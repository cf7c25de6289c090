//! `FleetDesk` - A Discord bot for running a small car rental company
//!
//! This crate provides the back office of a car rental fleet through Discord slash commands:
//! cars, customers and their documents, rentals with PDF contracts, maintenance records,
//! payments with WhatsApp collection reminders, and a dashboard. Access is gated by a
//! shared admin password.

// Deny the most critical lints that could lead to bugs or security issues
#![deny(
    // Security and correctness
    unsafe_code,
    unsafe_op_in_unsafe_fn,

    // Code quality - things that are almost always bugs
    unreachable_code,
    unreachable_patterns,
    unused_must_use,

    // Documentation - broken links are bugs
    rustdoc::broken_intra_doc_links,
    rustdoc::private_intra_doc_links,
)]
// Warn on things that should be fixed but aren't necessarily bugs
#![warn(
    // Documentation - missing docs should be added gradually
    missing_docs,

    // Clippy categories for overall code quality
    clippy::all,
    clippy::pedantic,
    clippy::nursery,

    // Performance
    clippy::inefficient_to_string,
    clippy::large_types_passed_by_value,
    clippy::needless_pass_by_value,
    clippy::unnecessary_wraps,

    // Correctness
    clippy::clone_on_ref_ptr,
    clippy::dbg_macro,
    clippy::exit,
    clippy::expect_used,
    clippy::float_cmp,
    clippy::panic,
    clippy::todo,
    clippy::unimplemented,
    clippy::unwrap_used,

    // Complexity and readability
    clippy::cognitive_complexity,
    clippy::large_enum_variant,
    clippy::match_same_arms,
    clippy::too_many_lines,

    // Style consistency
    clippy::enum_glob_use,
    clippy::inconsistent_struct_constructor,
    clippy::missing_errors_doc,
    clippy::missing_panics_doc,
    clippy::must_use_candidate,
    clippy::redundant_closure_for_method_calls,
    clippy::semicolon_if_nothing_returned,
    clippy::wildcard_imports,

    // Future compatibility
    future_incompatible,
    rust_2018_idioms,
)]
// Allow some pedantic lints that are too noisy or not applicable
#![allow(
    clippy::module_name_repetitions,  // Common pattern in Rust
    clippy::missing_errors_doc,        // Will add gradually
    clippy::missing_panics_doc,        // Will add gradually
)]

// Note: `missing_docs` is set to `warn` instead of `deny` because:
// 1. Macro-generated code (e.g., `poise::command`) doesn't include docs
// 2. We want to gradually add documentation rather than block compilation

/// Discord bot interface - commands, handlers, and bot context
pub mod bot;
/// Configuration management for database, settings and the admin password
pub mod config;
/// Core business logic - framework-agnostic fleet, rental, billing and reporting operations
pub mod core;
/// SeaORM entity definitions for database tables
pub mod entities;
/// Unified error types and result handling
pub mod errors;
/// Object storage for customer documents
pub mod storage;

#[cfg(test)]
pub mod test_utils;
//! Object storage for customer documents.
//!
//! [`HttpObjectStore`] talks to the hosted backend's storage REST API. [`LocalObjectStore`]
//! writes into a plain directory and is used for development and tests.

use crate::{
    config::settings::StorageSettings,
    errors::{Error, Result},
};
use async_trait::async_trait;
use std::{path::PathBuf, sync::Arc};

/// Environment variable holding the storage API key.
pub const STORAGE_API_KEY_VAR: &str = "STORAGE_API_KEY";

/// A bucket that accepts uploads and serves them at a public URL.
#[async_trait]
pub trait ObjectStore: Send + Sync {
    /// Stores `bytes` at `path` inside the bucket.
    async fn upload(&self, path: &str, bytes: Vec<u8>, content_type: &str) -> Result<()>;

    /// Public URL for an object previously uploaded at `path`.
    fn public_url(&self, path: &str) -> String;
}

/// Guesses a MIME type from the object path's extension.
#[must_use]
pub fn content_type_for(path: &str) -> String {
    mime_guess::from_path(path).first_or_octet_stream().to_string()
}

/// Hosted storage API client.
#[derive(Debug, Clone)]
pub struct HttpObjectStore {
    client: reqwest::Client,
    base_url: String,
    bucket: String,
    api_key: String,
}

impl HttpObjectStore {
    /// Creates a client for `bucket` under the project at `base_url`.
    #[must_use]
    pub fn new(base_url: &str, bucket: &str, api_key: String) -> Self {
        Self {
            client: reqwest::Client::new(),
            base_url: base_url.trim_end_matches('/').to_string(),
            bucket: bucket.to_string(),
            api_key,
        }
    }

    fn upload_url(&self, path: &str) -> String {
        format!("{}/storage/v1/object/{}/{}", self.base_url, self.bucket, path)
    }
}

#[async_trait]
impl ObjectStore for HttpObjectStore {
    async fn upload(&self, path: &str, bytes: Vec<u8>, content_type: &str) -> Result<()> {
        let response = self
            .client
            .post(self.upload_url(path))
            .bearer_auth(&self.api_key)
            .header("apikey", &self.api_key)
            .header(reqwest::header::CONTENT_TYPE, content_type)
            .body(bytes)
            .send()
            .await?;

        if response.status().is_success() {
            return Ok(());
        }

        let status = response.status();
        let body = response.text().await.unwrap_or_default();
        tracing::warn!(%status, %path, "Storage upload rejected");
        Err(Error::Storage {
            message: format!("{status}: {body}"),
        })
    }

    fn public_url(&self, path: &str) -> String {
        format!(
            "{}/storage/v1/object/public/{}/{}",
            self.base_url, self.bucket, path
        )
    }
}

/// Directory-backed store.
#[derive(Debug, Clone)]
pub struct LocalObjectStore {
    root: PathBuf,
    public_base_url: String,
}

impl LocalObjectStore {
    /// Creates a store rooted at `root`, served under `public_base_url`.
    pub fn new(root: impl Into<PathBuf>, public_base_url: &str) -> Self {
        Self {
            root: root.into(),
            public_base_url: public_base_url.trim_end_matches('/').to_string(),
        }
    }
}

#[async_trait]
impl ObjectStore for LocalObjectStore {
    async fn upload(&self, path: &str, bytes: Vec<u8>, _content_type: &str) -> Result<()> {
        if path.split('/').any(|segment| segment == "..") {
            return Err(Error::Storage {
                message: format!("refusing path outside the store: {path}"),
            });
        }

        let target = self.root.join(path);
        if let Some(parent) = target.parent() {
            tokio::fs::create_dir_all(parent).await?;
        }
        tokio::fs::write(&target, bytes).await?;
        Ok(())
    }

    fn public_url(&self, path: &str) -> String {
        format!("{}/{}", self.public_base_url, path)
    }
}

/// Builds the store described by the settings.
///
/// The HTTP backend needs `STORAGE_API_KEY` in the environment.
pub fn store_from_settings(settings: &StorageSettings) -> Result<Arc<dyn ObjectStore>> {
    match settings {
        StorageSettings::Http { url, bucket } => {
            let api_key = std::env::var(STORAGE_API_KEY_VAR).map_err(|e| Error::Config {
                message: format!("{STORAGE_API_KEY_VAR} is required for http storage: {e}"),
            })?;
            Ok(Arc::new(HttpObjectStore::new(url, bucket, api_key)))
        }
        StorageSettings::Local {
            directory,
            public_base_url,
        } => Ok(Arc::new(LocalObjectStore::new(directory.clone(), public_base_url))),
    }
}

#[cfg(test)]
mod tests {
    use super::*;

    #[test]
    fn test_content_type_for() {
        assert_eq!(content_type_for("documents/1_cnh_2.JPG"), "image/jpeg");
        assert_eq!(content_type_for("documents/1_cnh_2.png"), "image/png");
        assert_eq!(content_type_for("documents/1_cnh_2.webp"), "image/webp");
        assert_eq!(content_type_for("documents/1_residence_3.pdf"), "application/pdf");
        assert_eq!(content_type_for("documents/1_residence_3.heic"), "image/heic");
        assert_eq!(content_type_for("documents/1_cnh_2"), "application/octet-stream");
    }

    #[test]
    fn test_http_store_urls() {
        let store = HttpObjectStore::new("https://abc.supabase.co/", "ora-documents", "key".to_string());
        assert_eq!(
            store.upload_url("documents/a.png"),
            "https://abc.supabase.co/storage/v1/object/ora-documents/documents/a.png"
        );
        assert_eq!(
            store.public_url("documents/a.png"),
            "https://abc.supabase.co/storage/v1/object/public/ora-documents/documents/a.png"
        );
    }

    #[tokio::test]
    async fn test_local_store_rejects_parent_segments() {
        let store = LocalObjectStore::new(std::env::temp_dir(), "file:///tmp");
        let result = store.upload("../escape.png", vec![0], "image/png").await;
        assert!(matches!(result, Err(Error::Storage { .. })));
    }

    #[test]
    fn test_local_store_from_default_settings() {
        let store = store_from_settings(&StorageSettings::default());
        assert!(store.is_ok_and(|s| s.public_url("x.png") == "file://data/documents/x.png"));
    }
}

● **Instructions to follow**:
What should be returned is the run of lines from the first line of the material through the line containing "shared admin password.", exact and inclusive, and nothing else.

● **Expected answer**:
repository cf7c25de6289c090
//! `FleetDesk` - A Discord bot for running a small car rental company
//!
//! This crate provides the back office of a car rental fleet through Discord slash commands:
//! cars, customers and their documents, rentals with PDF contracts, maintenance records,
//! payments with WhatsApp collection reminders, and a dashboard. Access is gated by a
//! shared admin password.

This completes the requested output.